═════ DATA FOR REVIEW ═════

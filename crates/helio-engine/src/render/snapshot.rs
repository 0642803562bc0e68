use bytemuck::{Pod, Zeroable};

use crate::sim::session::Simulation;
use crate::world::bodies::CelestialBody;

/// Flat scene snapshot the JS renderer reads out of wasm linear memory after
/// each frame. All blocks are tightly packed little-endian f32:
///
/// - header: [phase, body_count, ship_present, generation]
/// - bodies: body_count × [x, y, z, radius, spin, r, g, b]
/// - ship:   [x, y, z, qx, qy, qz, qw, bank]
/// - camera: [x, y, z, qx, qy, qz, qw, 0]
#[repr(C)]
#[derive(Debug, Clone, Copy, Default, Pod, Zeroable)]
pub struct SnapshotHeader {
    pub phase: f32,
    pub body_count: f32,
    pub ship_present: f32,
    pub generation: f32,
}

impl SnapshotHeader {
    pub const FLOATS: usize = 4;
}

/// One drawable celestial body.
#[repr(C)]
#[derive(Debug, Clone, Copy, Default, Pod, Zeroable)]
pub struct BodyInstance {
    pub pos: [f32; 3],
    pub radius: f32,
    pub spin: f32,
    pub color: [f32; 3],
}

impl BodyInstance {
    pub const FLOATS: usize = 8;
}

/// A positioned, oriented object (ship or camera). `aux` carries the ship's
/// cosmetic bank angle; zero for the camera.
#[repr(C)]
#[derive(Debug, Clone, Copy, Default, Pod, Zeroable)]
pub struct PoseData {
    pub pos: [f32; 3],
    pub quat: [f32; 4],
    pub aux: f32,
}

impl PoseData {
    pub const FLOATS: usize = 8;
}

/// Owns the snapshot buffers and rebuilds them from the simulation once per
/// frame. Buffers are pre-allocated; rebuilding never allocates unless the
/// body count grows.
pub struct SceneSnapshot {
    header: SnapshotHeader,
    bodies: Vec<BodyInstance>,
    ship: PoseData,
    camera: PoseData,
}

impl SceneSnapshot {
    pub fn with_capacity(bodies: usize) -> Self {
        Self {
            header: SnapshotHeader::default(),
            bodies: Vec::with_capacity(bodies),
            ship: PoseData::default(),
            camera: PoseData::default(),
        }
    }

    pub fn rebuild(&mut self, sim: &Simulation) {
        self.bodies.clear();
        for body in sim.world().bodies() {
            self.bodies.push(body_instance(body));
        }

        let ship = sim.ship();
        self.ship = PoseData {
            pos: ship.position.to_array(),
            quat: ship.orientation.to_array(),
            aux: ship.bank_angle(),
        };

        let camera = ship.camera();
        self.camera = PoseData {
            pos: camera.position.to_array(),
            quat: camera.orientation.to_array(),
            aux: 0.0,
        };

        self.header = SnapshotHeader {
            phase: sim.phase().code() as f32,
            body_count: self.bodies.len() as f32,
            ship_present: if sim.ship_present() { 1.0 } else { 0.0 },
            generation: sim.state().generation() as f32,
        };
    }

    // ---- Pointer accessors for linear-memory reads ----

    pub fn header_ptr(&self) -> *const f32 {
        bytemuck::bytes_of(&self.header).as_ptr() as *const f32
    }

    pub fn bodies_ptr(&self) -> *const f32 {
        self.bodies.as_ptr() as *const f32
    }

    pub fn body_count(&self) -> u32 {
        self.bodies.len() as u32
    }

    pub fn ship_ptr(&self) -> *const f32 {
        bytemuck::bytes_of(&self.ship).as_ptr() as *const f32
    }

    pub fn camera_ptr(&self) -> *const f32 {
        bytemuck::bytes_of(&self.camera).as_ptr() as *const f32
    }

    pub fn header(&self) -> &SnapshotHeader {
        &self.header
    }

    pub fn bodies(&self) -> &[BodyInstance] {
        &self.bodies
    }

    pub fn ship(&self) -> &PoseData {
        &self.ship
    }

    pub fn camera(&self) -> &PoseData {
        &self.camera
    }
}

fn body_instance(body: &CelestialBody) -> BodyInstance {
    BodyInstance {
        pos: body.position.to_array(),
        radius: body.radius,
        spin: body.spin,
        color: unpack_rgb(body.color),
    }
}

/// 0xRRGGBB → linear [r, g, b] in [0, 1].
fn unpack_rgb(color: u32) -> [f32; 3] {
    [
        ((color >> 16) & 0xFF) as f32 / 255.0,
        ((color >> 8) & 0xFF) as f32 / 255.0,
        (color & 0xFF) as f32 / 255.0,
    ]
}

#[cfg(test)]
mod tests {
    use super::*;
    use crate::input::store::MemoryStore;
    use crate::sim::phase::SimulationPhase;

    #[test]
    fn struct_layouts_match_documented_float_counts() {
        assert_eq!(
            std::mem::size_of::<SnapshotHeader>(),
            SnapshotHeader::FLOATS * 4
        );
        assert_eq!(std::mem::size_of::<BodyInstance>(), BodyInstance::FLOATS * 4);
        assert_eq!(std::mem::size_of::<PoseData>(), PoseData::FLOATS * 4);
    }

    #[test]
    fn rebuild_captures_the_whole_scene() {
        let store = MemoryStore::new();
        let sim = Simulation::new(&store, 7);
        let mut snap = SceneSnapshot::with_capacity(8);
        snap.rebuild(&sim);

        assert_eq!(snap.body_count(), 6); // sun + five planets
        assert_eq!(snap.header().phase, SimulationPhase::StartMenu.code() as f32);
        assert_eq!(snap.header().ship_present, 0.0);
        assert_eq!(snap.bodies()[0].radius, 50.0);
        assert_eq!(snap.ship().pos, [0.0, 0.0, 200.0]);
    }

    #[test]
    fn unpack_rgb_splits_channels() {
        assert_eq!(unpack_rgb(0xFF0000), [1.0, 0.0, 0.0]);
        let [r, g, b] = unpack_rgb(0x2266CC);
        assert!((r - 0x22 as f32 / 255.0).abs() < 1e-6);
        assert!((g - 0x66 as f32 / 255.0).abs() < 1e-6);
        assert!((b - 0xCC as f32 / 255.0).abs() < 1e-6);
    }
}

═════

__WORK INSTRUCTION__
Extract the complete data, matching each line exactly.

__RESPONSE TO THIS TASK__
filename crates/helio-engine/src/render/snapshot.rs
repository 0642803562bc0e68
use bytemuck::{Pod, Zeroable};

use crate::sim::session::Simulation;
use crate::world::bodies::CelestialBody;

/// Flat scene snapshot the JS renderer reads out of wasm linear memory after
/// each frame. All blocks are tightly packed little-endian f32:
///
/// - header: [phase, body_count, ship_present, generation]
/// - bodies: body_count × [x, y, z, radius, spin, r, g, b]
/// - ship:   [x, y, z, qx, qy, qz, qw, bank]
/// - camera: [x, y, z, qx, qy, qz, qw, 0]
#[repr(C)]
#[derive(Debug, Clone, Copy, Default, Pod, Zeroable)]
pub struct SnapshotHeader {
    pub phase: f32,
    pub body_count: f32,
    pub ship_present: f32,
    pub generation: f32,
}

impl SnapshotHeader {
    pub const FLOATS: usize = 4;
}

/// One drawable celestial body.
#[repr(C)]
#[derive(Debug, Clone, Copy, Default, Pod, Zeroable)]
pub struct BodyInstance {
    pub pos: [f32; 3],
    pub radius: f32,
    pub spin: f32,
    pub color: [f32; 3],
}

impl BodyInstance {
    pub const FLOATS: usize = 8;
}

/// A positioned, oriented object (ship or camera). `aux` carries the ship's
/// cosmetic bank angle; zero for the camera.
#[repr(C)]
#[derive(Debug, Clone, Copy, Default, Pod, Zeroable)]
pub struct PoseData {
    pub pos: [f32; 3],
    pub quat: [f32; 4],
    pub aux: f32,
}

impl PoseData {
    pub const FLOATS: usize = 8;
}

/// Owns the snapshot buffers and rebuilds them from the simulation once per
/// frame. Buffers are pre-allocated; rebuilding never allocates unless the
/// body count grows.
pub struct SceneSnapshot {
    header: SnapshotHeader,
    bodies: Vec<BodyInstance>,
    ship: PoseData,
    camera: PoseData,
}

impl SceneSnapshot {
    pub fn with_capacity(bodies: usize) -> Self {
        Self {
            header: SnapshotHeader::default(),
            bodies: Vec::with_capacity(bodies),
            ship: PoseData::default(),
            camera: PoseData::default(),
        }
    }

    pub fn rebuild(&mut self, sim: &Simulation) {
        self.bodies.clear();
        for body in sim.world().bodies() {
            self.bodies.push(body_instance(body));
        }

        let ship = sim.ship();
        self.ship = PoseData {
            pos: ship.position.to_array(),
            quat: ship.orientation.to_array(),
            aux: ship.bank_angle(),
        };

        let camera = ship.camera();
        self.camera = PoseData {
            pos: camera.position.to_array(),
            quat: camera.orientation.to_array(),
            aux: 0.0,
        };

        self.header = SnapshotHeader {
            phase: sim.phase().code() as f32,
            body_count: self.bodies.len() as f32,
            ship_present: if sim.ship_present() { 1.0 } else { 0.0 },
            generation: sim.state().generation() as f32,
        };
    }

    // ---- Pointer accessors for linear-memory reads ----

    pub fn header_ptr(&self) -> *const f32 {
        bytemuck::bytes_of(&self.header).as_ptr() as *const f32
    }

    pub fn bodies_ptr(&self) -> *const f32 {
        self.bodies.as_ptr() as *const f32
    }

    pub fn body_count(&self) -> u32 {
        self.bodies.len() as u32
    }

    pub fn ship_ptr(&self) -> *const f32 {
        bytemuck::bytes_of(&self.ship).as_ptr() as *const f32
    }

    pub fn camera_ptr(&self) -> *const f32 {
        bytemuck::bytes_of(&self.camera).as_ptr() as *const f32
    }

    pub fn header(&self) -> &SnapshotHeader {
        &self.header
    }

    pub fn bodies(&self) -> &[BodyInstance] {
        &self.bodies
    }

    pub fn ship(&self) -> &PoseData {
        &self.ship
    }

    pub fn camera(&self) -> &PoseData {
        &self.camera
    }
}

fn body_instance(body: &CelestialBody) -> BodyInstance {
    BodyInstance {
        pos: body.position.to_array(),
        radius: body.radius,
        spin: body.spin,
        color: unpack_rgb(body.color),
    }
}

/// 0xRRGGBB → linear [r, g, b] in [0, 1].
fn unpack_rgb(color: u32) -> [f32; 3] {
    [
        ((color >> 16) & 0xFF) as f32 / 255.0,
        ((color >> 8) & 0xFF) as f32 / 255.0,
        (color & 0xFF) as f32 / 255.0,
    ]
}

#[cfg(test)]
mod tests {
    use super::*;
    use crate::input::store::MemoryStore;
    use crate::sim::phase::SimulationPhase;

    #[test]
    fn struct_layouts_match_documented_float_counts() {
        assert_eq!(
            std::mem::size_of::<SnapshotHeader>(),
            SnapshotHeader::FLOATS * 4
        );
        assert_eq!(std::mem::size_of::<BodyInstance>(), BodyInstance::FLOATS * 4);
        assert_eq!(std::mem::size_of::<PoseData>(), PoseData::FLOATS * 4);
    }

    #[test]
    fn rebuild_captures_the_whole_scene() {
        let store = MemoryStore::new();
        let sim = Simulation::new(&store, 7);
        let mut snap = SceneSnapshot::with_capacity(8);
        snap.rebuild(&sim);

        assert_eq!(snap.body_count(), 6); // sun + five planets
        assert_eq!(snap.header().phase, SimulationPhase::StartMenu.code() as f32);
        assert_eq!(snap.header().ship_present, 0.0);
        assert_eq!(snap.bodies()[0].radius, 50.0);
        assert_eq!(snap.ship().pos, [0.0, 0.0, 200.0]);
    }

    #[test]
    fn unpack_rgb_splits_channels() {
        assert_eq!(unpack_rgb(0xFF0000), [1.0, 0.0, 0.0]);
        let [r, g, b] = unpack_rgb(0x2266CC);
        assert!((r - 0x22 as f32 / 255.0).abs() < 1e-6);
        assert!((g - 0x66 as f32 / 255.0).abs() < 1e-6);
        assert!((b - 0xCC as f32 / 255.0).abs() < 1e-6);
    }
}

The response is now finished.